//! Typed, multi-channel event bus used to wire colod's sub-components (orchestrator,
//! link monitor, watchdog, management socket) together without giving them direct
//! handles to one another.
mod event_bus;

pub use crate::event_bus::{BusEvent, EventBus};
use std::any::TypeId;

mod receiver;

pub use crate::receiver::Receiver;

pub use event_bus_macros::Event;

/// Returns the [`TypeId`] the bus keys its channels by for event type `T`.
pub(crate) fn tid<T: 'static>() -> TypeId {
    TypeId::of::<T>()
}
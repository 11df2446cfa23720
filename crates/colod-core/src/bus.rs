use colod_types::OrchestratorState;
use event_bus::Event;

/// Published on the shared [`event_bus::EventBus`] every time the orchestrator enters a
/// new state, including the terminal `Quit`. Lets whoever owns the bus (the daemon
/// binary, in practice) fold state transitions into its own structured logging or an
/// audit trail without the orchestrator knowing anything about that consumer.
#[derive(Clone, Debug, Event)]
pub enum OrchestratorSignal {
    StateChanged(OrchestratorState),
}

· · · · ·

Task:
Take the lines above and print them exactly.

Task result:
//! Typed, multi-channel event bus used to wire colod's sub-components (orchestrator,
//! link monitor, watchdog, management socket) together without giving them direct
//! handles to one another.
mod event_bus;

pub use crate::event_bus::{BusEvent, EventBus};
use std::any::TypeId;

mod receiver;

pub use crate::receiver::Receiver;

pub use event_bus_macros::Event;

/// Returns the [`TypeId`] the bus keys its channels by for event type `T`.
pub(crate) fn tid<T: 'static>() -> TypeId {
    TypeId::of::<T>()
}
repository 11df2446cfa23720
filename crates/colod-core/src/bus.rs
use colod_types::OrchestratorState;
use event_bus::Event;

/// Published on the shared [`event_bus::EventBus`] every time the orchestrator enters a
/// new state, including the terminal `Quit`. Lets whoever owns the bus (the daemon
/// binary, in practice) fold state transitions into its own structured logging or an
/// audit trail without the orchestrator knowing anything about that consumer.
#[derive(Clone, Debug, Event)]
pub enum OrchestratorSignal {
    StateChanged(OrchestratorState),
}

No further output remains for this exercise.